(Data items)
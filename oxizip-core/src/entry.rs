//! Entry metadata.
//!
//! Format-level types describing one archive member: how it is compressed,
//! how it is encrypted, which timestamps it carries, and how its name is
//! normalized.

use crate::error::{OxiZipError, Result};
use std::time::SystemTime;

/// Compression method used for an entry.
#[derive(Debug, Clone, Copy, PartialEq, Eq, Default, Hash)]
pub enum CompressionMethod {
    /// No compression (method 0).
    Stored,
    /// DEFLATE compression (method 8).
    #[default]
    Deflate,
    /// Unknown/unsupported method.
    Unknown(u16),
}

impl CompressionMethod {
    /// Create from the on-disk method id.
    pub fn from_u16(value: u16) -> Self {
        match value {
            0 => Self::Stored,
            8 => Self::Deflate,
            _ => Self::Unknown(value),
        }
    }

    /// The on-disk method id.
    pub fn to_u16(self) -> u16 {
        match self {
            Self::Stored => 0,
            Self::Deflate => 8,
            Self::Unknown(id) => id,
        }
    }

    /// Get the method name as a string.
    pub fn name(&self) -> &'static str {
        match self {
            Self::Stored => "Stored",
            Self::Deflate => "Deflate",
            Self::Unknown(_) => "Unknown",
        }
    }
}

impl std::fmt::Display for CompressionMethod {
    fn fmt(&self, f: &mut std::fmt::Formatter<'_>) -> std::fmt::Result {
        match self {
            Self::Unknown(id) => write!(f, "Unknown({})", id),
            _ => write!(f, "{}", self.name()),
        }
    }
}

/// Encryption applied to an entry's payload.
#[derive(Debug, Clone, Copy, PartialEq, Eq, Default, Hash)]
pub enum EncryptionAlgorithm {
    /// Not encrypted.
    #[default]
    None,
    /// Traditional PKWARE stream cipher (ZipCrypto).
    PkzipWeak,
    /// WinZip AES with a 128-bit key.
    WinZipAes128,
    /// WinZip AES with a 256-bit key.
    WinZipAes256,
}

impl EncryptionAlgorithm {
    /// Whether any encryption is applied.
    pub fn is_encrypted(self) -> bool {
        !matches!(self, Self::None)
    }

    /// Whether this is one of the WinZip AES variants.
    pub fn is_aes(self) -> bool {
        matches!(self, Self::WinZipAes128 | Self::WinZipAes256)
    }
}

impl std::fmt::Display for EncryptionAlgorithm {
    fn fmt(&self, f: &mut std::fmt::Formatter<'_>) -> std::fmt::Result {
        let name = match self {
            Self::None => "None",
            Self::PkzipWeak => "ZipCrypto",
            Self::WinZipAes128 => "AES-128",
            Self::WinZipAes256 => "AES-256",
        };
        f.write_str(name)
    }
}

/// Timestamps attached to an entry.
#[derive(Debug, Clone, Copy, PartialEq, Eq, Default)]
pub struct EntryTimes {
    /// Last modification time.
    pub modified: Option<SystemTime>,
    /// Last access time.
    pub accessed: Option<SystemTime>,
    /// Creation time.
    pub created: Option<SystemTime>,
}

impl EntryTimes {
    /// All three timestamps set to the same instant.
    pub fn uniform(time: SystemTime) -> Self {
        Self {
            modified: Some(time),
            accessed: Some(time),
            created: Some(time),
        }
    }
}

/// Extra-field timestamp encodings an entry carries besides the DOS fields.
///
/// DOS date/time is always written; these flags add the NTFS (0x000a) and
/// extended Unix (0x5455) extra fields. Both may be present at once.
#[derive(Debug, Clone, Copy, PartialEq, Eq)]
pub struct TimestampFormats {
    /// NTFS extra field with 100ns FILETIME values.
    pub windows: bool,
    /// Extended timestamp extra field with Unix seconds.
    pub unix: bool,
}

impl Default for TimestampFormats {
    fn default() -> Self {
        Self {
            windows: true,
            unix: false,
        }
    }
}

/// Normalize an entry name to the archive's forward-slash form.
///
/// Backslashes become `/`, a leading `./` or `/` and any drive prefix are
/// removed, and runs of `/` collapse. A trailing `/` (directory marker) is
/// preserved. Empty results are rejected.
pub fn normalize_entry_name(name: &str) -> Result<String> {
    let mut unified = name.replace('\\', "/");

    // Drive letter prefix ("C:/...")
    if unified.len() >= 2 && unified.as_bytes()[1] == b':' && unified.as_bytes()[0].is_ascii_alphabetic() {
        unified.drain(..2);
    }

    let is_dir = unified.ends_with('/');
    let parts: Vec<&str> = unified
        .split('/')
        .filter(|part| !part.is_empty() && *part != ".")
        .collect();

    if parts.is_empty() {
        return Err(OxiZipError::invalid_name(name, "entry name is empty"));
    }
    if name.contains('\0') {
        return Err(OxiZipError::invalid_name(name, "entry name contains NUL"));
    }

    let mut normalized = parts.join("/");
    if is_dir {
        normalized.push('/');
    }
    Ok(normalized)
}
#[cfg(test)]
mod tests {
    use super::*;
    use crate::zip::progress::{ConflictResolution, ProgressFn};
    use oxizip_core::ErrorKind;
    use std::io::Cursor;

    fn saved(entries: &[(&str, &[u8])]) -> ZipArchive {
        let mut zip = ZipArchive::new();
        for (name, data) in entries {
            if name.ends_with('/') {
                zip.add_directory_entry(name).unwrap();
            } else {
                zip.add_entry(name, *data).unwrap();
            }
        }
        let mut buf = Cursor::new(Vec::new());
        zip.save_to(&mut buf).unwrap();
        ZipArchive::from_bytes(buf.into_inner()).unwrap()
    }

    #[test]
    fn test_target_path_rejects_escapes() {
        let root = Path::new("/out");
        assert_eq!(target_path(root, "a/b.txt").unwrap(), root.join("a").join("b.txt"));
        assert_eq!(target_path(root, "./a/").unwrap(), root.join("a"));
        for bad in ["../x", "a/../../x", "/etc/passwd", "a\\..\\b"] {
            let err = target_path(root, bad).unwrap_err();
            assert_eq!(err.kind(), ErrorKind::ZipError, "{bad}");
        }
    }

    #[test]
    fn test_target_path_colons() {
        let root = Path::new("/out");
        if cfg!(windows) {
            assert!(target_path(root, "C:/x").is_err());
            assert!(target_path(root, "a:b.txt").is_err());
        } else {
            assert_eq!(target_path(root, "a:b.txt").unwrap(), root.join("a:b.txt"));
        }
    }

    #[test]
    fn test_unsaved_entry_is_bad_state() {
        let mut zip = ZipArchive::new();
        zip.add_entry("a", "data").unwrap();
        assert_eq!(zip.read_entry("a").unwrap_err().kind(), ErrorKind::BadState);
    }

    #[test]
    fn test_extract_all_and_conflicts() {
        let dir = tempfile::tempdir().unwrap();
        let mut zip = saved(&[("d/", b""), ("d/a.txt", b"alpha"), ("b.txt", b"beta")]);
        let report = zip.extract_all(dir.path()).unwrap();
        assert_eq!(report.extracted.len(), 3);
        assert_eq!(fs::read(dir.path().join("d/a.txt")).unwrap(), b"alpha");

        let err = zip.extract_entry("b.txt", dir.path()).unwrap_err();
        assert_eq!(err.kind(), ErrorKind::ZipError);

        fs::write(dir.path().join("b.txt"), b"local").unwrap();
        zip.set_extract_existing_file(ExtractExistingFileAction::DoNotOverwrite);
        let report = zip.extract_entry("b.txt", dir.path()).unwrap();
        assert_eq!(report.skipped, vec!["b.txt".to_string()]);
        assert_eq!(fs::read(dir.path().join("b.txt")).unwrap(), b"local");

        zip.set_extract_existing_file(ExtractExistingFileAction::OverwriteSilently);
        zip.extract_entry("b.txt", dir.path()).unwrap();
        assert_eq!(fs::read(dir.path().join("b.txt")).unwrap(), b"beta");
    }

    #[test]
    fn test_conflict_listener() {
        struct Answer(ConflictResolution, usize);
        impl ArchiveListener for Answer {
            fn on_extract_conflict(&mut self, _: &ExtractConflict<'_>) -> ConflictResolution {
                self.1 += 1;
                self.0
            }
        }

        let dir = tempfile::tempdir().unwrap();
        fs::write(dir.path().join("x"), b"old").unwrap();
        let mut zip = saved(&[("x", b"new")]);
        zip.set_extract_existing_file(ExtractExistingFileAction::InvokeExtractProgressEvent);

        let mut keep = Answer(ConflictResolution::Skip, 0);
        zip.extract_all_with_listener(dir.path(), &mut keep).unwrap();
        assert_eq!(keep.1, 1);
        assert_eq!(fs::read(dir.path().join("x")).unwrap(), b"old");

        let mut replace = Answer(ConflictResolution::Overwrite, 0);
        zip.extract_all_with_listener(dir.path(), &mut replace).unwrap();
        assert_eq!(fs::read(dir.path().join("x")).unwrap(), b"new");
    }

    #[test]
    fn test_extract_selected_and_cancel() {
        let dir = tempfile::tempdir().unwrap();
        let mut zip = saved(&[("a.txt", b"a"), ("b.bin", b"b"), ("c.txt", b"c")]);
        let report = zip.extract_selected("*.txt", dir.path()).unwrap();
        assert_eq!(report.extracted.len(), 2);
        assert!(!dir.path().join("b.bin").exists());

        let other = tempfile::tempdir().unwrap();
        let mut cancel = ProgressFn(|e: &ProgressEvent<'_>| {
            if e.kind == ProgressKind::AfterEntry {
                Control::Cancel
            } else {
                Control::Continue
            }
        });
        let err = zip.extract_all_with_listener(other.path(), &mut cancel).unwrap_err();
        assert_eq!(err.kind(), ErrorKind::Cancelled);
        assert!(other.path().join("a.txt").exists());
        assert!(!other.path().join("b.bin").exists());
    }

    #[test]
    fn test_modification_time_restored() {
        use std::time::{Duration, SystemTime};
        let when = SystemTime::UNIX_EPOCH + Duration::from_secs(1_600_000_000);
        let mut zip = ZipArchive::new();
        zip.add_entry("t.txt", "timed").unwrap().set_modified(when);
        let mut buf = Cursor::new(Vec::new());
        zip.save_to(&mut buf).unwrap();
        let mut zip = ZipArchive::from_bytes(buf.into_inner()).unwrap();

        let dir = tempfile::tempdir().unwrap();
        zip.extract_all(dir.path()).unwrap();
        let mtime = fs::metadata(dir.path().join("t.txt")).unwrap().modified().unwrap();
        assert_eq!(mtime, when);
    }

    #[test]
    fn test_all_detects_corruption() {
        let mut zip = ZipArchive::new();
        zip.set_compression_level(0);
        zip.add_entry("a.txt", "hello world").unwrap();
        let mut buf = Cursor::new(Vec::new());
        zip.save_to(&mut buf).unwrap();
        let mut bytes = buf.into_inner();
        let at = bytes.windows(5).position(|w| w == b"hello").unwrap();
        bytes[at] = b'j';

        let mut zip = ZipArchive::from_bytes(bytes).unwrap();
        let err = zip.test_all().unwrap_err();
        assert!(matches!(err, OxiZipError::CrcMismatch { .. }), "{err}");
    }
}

### EXERCISE DESCRIPTION
Whenever a line of the data above includes the word "EntryTimes", copy that line.

### TASK RESULT
pub struct EntryTimes {
impl EntryTimes {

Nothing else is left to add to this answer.